Fiori bianchi, appena venati di rosa, dalla fragranza fresca e mielata,…
compaiono timidi sui rametti a coppie (geminati).
Cinque lunghi stami emergono dalle candide corolle.
Simmetria bilaterale. Quattro petali appena attaccati fra loro compongono la parte alta della corolla, mentre uno unico più lungo, e ripiegato, completa la parte inferiore.
Tutti sono attaccati fra loro terminando la corolla in un tubicino. Ma in fondo, proprio presso il calice (anche lui a imbuto) si forma una protuberanza: una sorta di sacca sempre colma di nettare per bombi e insetti di ogni sorta.
Nella foto, levato il calice e sezionato l’ultimo tratto di corolla, si distinguono a sinistra la sacca, dalla parete arrossata, e al centro la parte terminale dello stilo immersa nel nettare. Bianchi peli diafani a guardia del tutto, forse per rallentare l’evaporazione.
Ancora una sezione della corolla. Stami dai filamenti piantati nella parete interna, mentre lo stilo affonda nel calice sottostante (ovario infero).

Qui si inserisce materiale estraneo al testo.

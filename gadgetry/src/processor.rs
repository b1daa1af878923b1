//! The per-iteration stream processor.
//!
//! [`StreamProcessor::process`] consumes one LLM chunk stream and yields
//! [`StreamEvent`]s in real time: prose as it arrives, `gadget_call` the
//! moment a call is parsed, results as gadgets finish, and a terminal
//! [`StreamEvent::StreamComplete`].
//!
//! Scheduling is dependency-aware: a call whose dependencies are still
//! running is parked; a call whose dependency failed is routed through
//! the dependency-failure controller; independent calls run as parallel
//! tasks bounded by per-gadget concurrency limits. Parallel tasks push
//! their completions and any subagent events into a single-consumer
//! queue which the generator drains between chunks and, after the stream
//! ends, in a bounded 100 ms poll loop.
//!
//! A processor instance lives for exactly one iteration (and one retry
//! attempt); the agent loop rebuilds it with fresh state on retry.

use std::collections::{HashMap, HashSet, VecDeque};
use std::sync::Arc;
use std::sync::atomic::AtomicU64;
use std::time::Duration;

use async_stream::try_stream;
use futures::{Stream, StreamExt};
use tokio::sync::mpsc;
use tokio_util::sync::CancellationToken;
use tracing::{debug, warn};

use crate::catalog::ModelCatalog;
use crate::error::{Error, Result};
use crate::events::{GadgetSkip, StreamEvent, StreamOutcome};
use crate::executor::{GadgetContextParts, GadgetExecutor, SubagentCallback};
use crate::gadget::GadgetExecutionResult;
use crate::hooks::{DependencyAction, GadgetPostAction, GadgetPreAction, HookSet, SubagentContext};
use crate::media::MediaStore;
use crate::output_store::{OutputStore, apply_output_limit};
use crate::parser::{GadgetCallParser, ParsedGadgetCall, ParserEvent};
use crate::rate_limit::RateLimitTracker;
use crate::retry::RetryConfig;
use crate::transport::{Chunk, ChunkStream, FinishReason, LlmTransport};
use crate::tree::{ExecutionTree, GadgetCompletion, GadgetSpec, NodeId, SkipReason};
use crate::usage::TokenUsage;

/// Wake interval of the post-stream in-flight drain loop.
const DRAIN_POLL: Duration = Duration::from_millis(100);

/// Per-iteration scheduling configuration.
#[derive(Debug, Clone)]
pub struct ProcessorConfig {
    /// Gadget lifecycles allowed per response; 0 means unlimited.
    pub max_gadgets_per_response: usize,
    /// Per-gadget concurrency ceiling; 0 means unlimited. The effective
    /// limit is the most restrictive of this and the gadget's intrinsic
    /// cap.
    pub max_concurrent: usize,
    /// Await each gadget lifecycle inline instead of spawning tasks.
    pub sequential: bool,
    /// Character budget for a single result; oversize results move to
    /// the output store.
    pub max_result_chars: Option<usize>,
}

impl Default for ProcessorConfig {
    fn default() -> Self {
        Self {
            max_gadgets_per_response: 0,
            max_concurrent: 0,
            sequential: false,
            max_result_chars: None,
        }
    }
}

/// Messages pushed by parallel gadget tasks into the processor's queue.
enum WorkerMsg {
    /// A wrapped subagent event produced inside an in-flight gadget.
    Subagent(StreamEvent),
    /// A gadget lifecycle finished.
    Done(Box<GadgetExecutionResult>),
    /// A lifecycle hit a fatal (iteration-aborting) error.
    Fatal(Error),
}

/// Shared references a gadget lifecycle needs; cheap to clone into
/// spawned tasks.
#[derive(Clone)]
struct LifecycleEnv {
    executor: Arc<GadgetExecutor>,
    tree: ExecutionTree,
    hooks: Arc<HookSet>,
    parent_hooks: Option<Arc<HookSet>>,
    subagent_ctx: Option<SubagentContext>,
    media: MediaStore,
    outputs: OutputStore,
    rate_limiter: Arc<RateLimitTracker>,
    retry: RetryConfig,
    transport: Option<Arc<dyn LlmTransport>>,
    catalog: Option<Arc<dyn ModelCatalog>>,
    counter: Arc<AtomicU64>,
    subagent_callback: Option<SubagentCallback>,
    cancel: CancellationToken,
    worker_tx: mpsc::UnboundedSender<WorkerMsg>,
    max_result_chars: Option<usize>,
}

/// Construction parameters for a [`StreamProcessor`].
pub struct ProcessorParts {
    /// Fresh parser for this iteration.
    pub parser: GadgetCallParser,
    /// Gadget executor.
    pub executor: Arc<GadgetExecutor>,
    /// Shared execution tree.
    pub tree: ExecutionTree,
    /// This agent's hooks.
    pub hooks: Arc<HookSet>,
    /// Enclosing agent's hooks when this processor runs a subagent.
    pub parent_hooks: Option<Arc<HookSet>>,
    /// Identity carried by gadget-scoped hook dispatch; `None` at the
    /// root.
    pub subagent_ctx: Option<SubagentContext>,
    /// Abort signal.
    pub cancel: CancellationToken,
    /// The LLM-call node owning this iteration's gadget nodes.
    pub llm_node: NodeId,
    /// Shared media store.
    pub media: MediaStore,
    /// Shared oversize-output store.
    pub outputs: OutputStore,
    /// Shared rate-limit tracker.
    pub rate_limiter: Arc<RateLimitTracker>,
    /// Retry policy, lent to subagents.
    pub retry: RetryConfig,
    /// Transport handle lent to subagent-spawning gadgets.
    pub transport: Option<Arc<dyn LlmTransport>>,
    /// Model catalog handle.
    pub catalog: Option<Arc<dyn ModelCatalog>>,
    /// Shared invocation-id counter.
    pub counter: Arc<AtomicU64>,
    /// Synchronous subagent-event delivery for UIs.
    pub subagent_callback: Option<SubagentCallback>,
    /// Invocation ids completed in prior iterations.
    pub prior_completed: HashSet<String>,
    /// Invocation ids failed or skipped in prior iterations.
    pub prior_failed: HashSet<String>,
    /// Scheduling configuration.
    pub config: ProcessorConfig,
}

Stigma dall’incredibile colore dorato.
I fiori nascono a coppie, come si è detto, e ben presto i calici (dopo la fecondazione) si accrescono inglobandosi l’un l’altro, mentre in cima terminano con cinque lobi appena accennati. Il breve peduncolo si biforca in due brattee protettive, le quali non sembrano curarsi troppo di questo compito ma paiono impegnate invece in eleganti movenze.
Aperto il calice, appare l’ovario con perfetta placentazione centrale.
I frutti sono bacche. La circostanza che siano saldate assieme, rende il caso interessante ponendoci difronte al più semplice di tutti i possibili frutti multipli. Insomma, una sorta di sorosio ricondotto ai minimi termini.
A maturità: rosso, acquoso, spruzzato di pruina.
Corteccia marrone chiaro, più scura in corrispondenza delle fessurazioni. Quanto alla forma, presenta lunghe placche sottili che si sollevano senza però aver molta fretta di cadere.